[Opening Material for this task section]

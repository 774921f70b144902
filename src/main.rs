//! Page Probe 主程序入口
//!
//! HTTP页面探测工具

use anyhow::{Context, Result};
use clap::Parser;
use page_probe::cli::{command_for, load_optional_config, Args};
use page_probe::logging::{LogConfig, LoggingSystem};
use tracing::{debug, error};

#[tokio::main]
async fn main() -> Result<()> {
    // 解析命令行参数
    let args = Args::parse();

    // 日志设置来自配置文件，加载失败时先用默认设置，由命令自行报告错误
    let loaded = load_optional_config(&args).await;
    let global = loaded
        .as_ref()
        .ok()
        .and_then(|config| config.as_ref())
        .map(|config| &config.global);

    // 初始化日志系统
    let log_config = LogConfig::resolve(args.log_level.clone().map(Into::into), global)
        .context("解析日志配置失败")?;
    let _logging_system = LoggingSystem::setup_logging(log_config).context("初始化日志系统失败")?;

    debug!("Page Probe v{} 启动", page_probe::VERSION);
    if let Err(e) = &loaded {
        debug!("配置文件不可用，日志使用默认设置: {}", e);
    }

    // 执行命令
    match command_for(&args).execute(&args).await {
        Ok(outcome) => std::process::exit(outcome.exit_code()),
        Err(e) => {
            error!("命令执行失败: {}", e);
            std::process::exit(1);
        }
    }
}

[Closing Material for this task section]

■ **Task requirements**
Report each line of the entries where the word "debug" occurs.

■ **Solution to the exercise**
use tracing::{debug, error};
    debug!("Page Probe v{} 启动", page_probe::VERSION);
        debug!("配置文件不可用，日志使用默认设置: {}", e);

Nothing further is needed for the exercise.